### WHAT YOU WILL DO:
Copy each of the following entries back without change.

### TASK DATA:
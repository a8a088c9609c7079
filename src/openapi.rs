use crate::auth::Role;
use crate::models::{MemberActivity, NewPost, NewThread, NewTopic, Post, Thread, Topic, UpdatePost, UpdateThread, UpdateTopic};
use crate::services::account::{AccountView, ChangePassword, Login, Registration, TokenResponse};
use crate::services::management::{BlockRequest, MemberSummary, RoleChange};
use crate::services::profile::{ProfileView, UpdateProfile};
use crate::services::shared::AuthorRef;
use crate::services::thread::{CreatedThread, PostView, ThreadPage, ThreadView};
use crate::services::topic::{ThreadSummary, TopicPage, TopicSummary};
use utoipa::openapi::security::{HttpAuthScheme, HttpBuilder, SecurityScheme};
use utoipa::{Modify, OpenApi};

#[derive(OpenApi)]
#[openapi(
    paths(
        crate::routes::register,
        crate::routes::login,
        crate::routes::me,
        crate::routes::change_password,
        crate::routes::list_topics,
        crate::routes::create_topic,
        crate::routes::get_topic,
        crate::routes::update_topic,
        crate::routes::remove_topic,
        crate::routes::restore_topic,
        crate::routes::lock_topic,
        crate::routes::unlock_topic,
        crate::routes::create_thread,
        crate::routes::get_thread,
        crate::routes::update_thread,
        crate::routes::delete_thread,
        crate::routes::lock_thread,
        crate::routes::unlock_thread,
        crate::routes::create_post,
        crate::routes::get_post,
        crate::routes::update_post,
        crate::routes::delete_post,
        crate::routes::lock_post,
        crate::routes::unlock_post,
        crate::routes::get_profile,
        crate::routes::update_profile,
        crate::routes::delete_profile,
        crate::routes::upload_profile_image,
        crate::routes::get_profile_image,
        crate::routes::list_members,
        crate::routes::block_member,
        crate::routes::unblock_member,
        crate::routes::change_role,
        crate::routes::remove_thread,
        crate::routes::restore_thread,
    ),
    components(schemas(
        Role, Topic, NewTopic, UpdateTopic, Thread, NewThread, UpdateThread, Post, NewPost, UpdatePost,
        MemberActivity, AuthorRef,
        Registration, Login, ChangePassword, AccountView, TokenResponse,
        TopicSummary, ThreadSummary, TopicPage,
        ThreadView, ThreadPage, PostView, CreatedThread,
        ProfileView, UpdateProfile,
        MemberSummary, BlockRequest, RoleChange,
    )),
    modifiers(&BearerAuth),
    tags(
        (name = "account", description = "Registration and sign-in"),
        (name = "forum", description = "Topics, threads and posts"),
        (name = "manage", description = "Member administration and moderation"),
    )
)]
pub struct ApiDoc;

struct BearerAuth;

impl Modify for BearerAuth {
    fn modify(&self, openapi: &mut utoipa::openapi::OpenApi) {
        if let Some(components) = openapi.components.as_mut() {
            components.add_security_scheme(
                "bearer_auth",
                SecurityScheme::Http(HttpBuilder::new().scheme(HttpAuthScheme::Bearer).bearer_format("JWT").build()),
            );
        }
    }
}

### SOLUTION:
repository a8a088c9609c7079
filename src/openapi.rs
use crate::auth::Role;
use crate::models::{MemberActivity, NewPost, NewThread, NewTopic, Post, Thread, Topic, UpdatePost, UpdateThread, UpdateTopic};
use crate::services::account::{AccountView, ChangePassword, Login, Registration, TokenResponse};
use crate::services::management::{BlockRequest, MemberSummary, RoleChange};
use crate::services::profile::{ProfileView, UpdateProfile};
use crate::services::shared::AuthorRef;
use crate::services::thread::{CreatedThread, PostView, ThreadPage, ThreadView};
use crate::services::topic::{ThreadSummary, TopicPage, TopicSummary};
use utoipa::openapi::security::{HttpAuthScheme, HttpBuilder, SecurityScheme};
use utoipa::{Modify, OpenApi};

#[derive(OpenApi)]
#[openapi(
    paths(
        crate::routes::register,
        crate::routes::login,
        crate::routes::me,
        crate::routes::change_password,
        crate::routes::list_topics,
        crate::routes::create_topic,
        crate::routes::get_topic,
        crate::routes::update_topic,
        crate::routes::remove_topic,
        crate::routes::restore_topic,
        crate::routes::lock_topic,
        crate::routes::unlock_topic,
        crate::routes::create_thread,
        crate::routes::get_thread,
        crate::routes::update_thread,
        crate::routes::delete_thread,
        crate::routes::lock_thread,
        crate::routes::unlock_thread,
        crate::routes::create_post,
        crate::routes::get_post,
        crate::routes::update_post,
        crate::routes::delete_post,
        crate::routes::lock_post,
        crate::routes::unlock_post,
        crate::routes::get_profile,
        crate::routes::update_profile,
        crate::routes::delete_profile,
        crate::routes::upload_profile_image,
        crate::routes::get_profile_image,
        crate::routes::list_members,
        crate::routes::block_member,
        crate::routes::unblock_member,
        crate::routes::change_role,
        crate::routes::remove_thread,
        crate::routes::restore_thread,
    ),
    components(schemas(
        Role, Topic, NewTopic, UpdateTopic, Thread, NewThread, UpdateThread, Post, NewPost, UpdatePost,
        MemberActivity, AuthorRef,
        Registration, Login, ChangePassword, AccountView, TokenResponse,
        TopicSummary, ThreadSummary, TopicPage,
        ThreadView, ThreadPage, PostView, CreatedThread,
        ProfileView, UpdateProfile,
        MemberSummary, BlockRequest, RoleChange,
    )),
    modifiers(&BearerAuth),
    tags(
        (name = "account", description = "Registration and sign-in"),
        (name = "forum", description = "Topics, threads and posts"),
        (name = "manage", description = "Member administration and moderation"),
    )
)]
pub struct ApiDoc;

struct BearerAuth;

impl Modify for BearerAuth {
    fn modify(&self, openapi: &mut utoipa::openapi::OpenApi) {
        if let Some(components) = openapi.components.as_mut() {
            components.add_security_scheme(
                "bearer_auth",
                SecurityScheme::Http(HttpBuilder::new().scheme(HttpAuthScheme::Bearer).bearer_format("JWT").build()),
            );
        }
    }
}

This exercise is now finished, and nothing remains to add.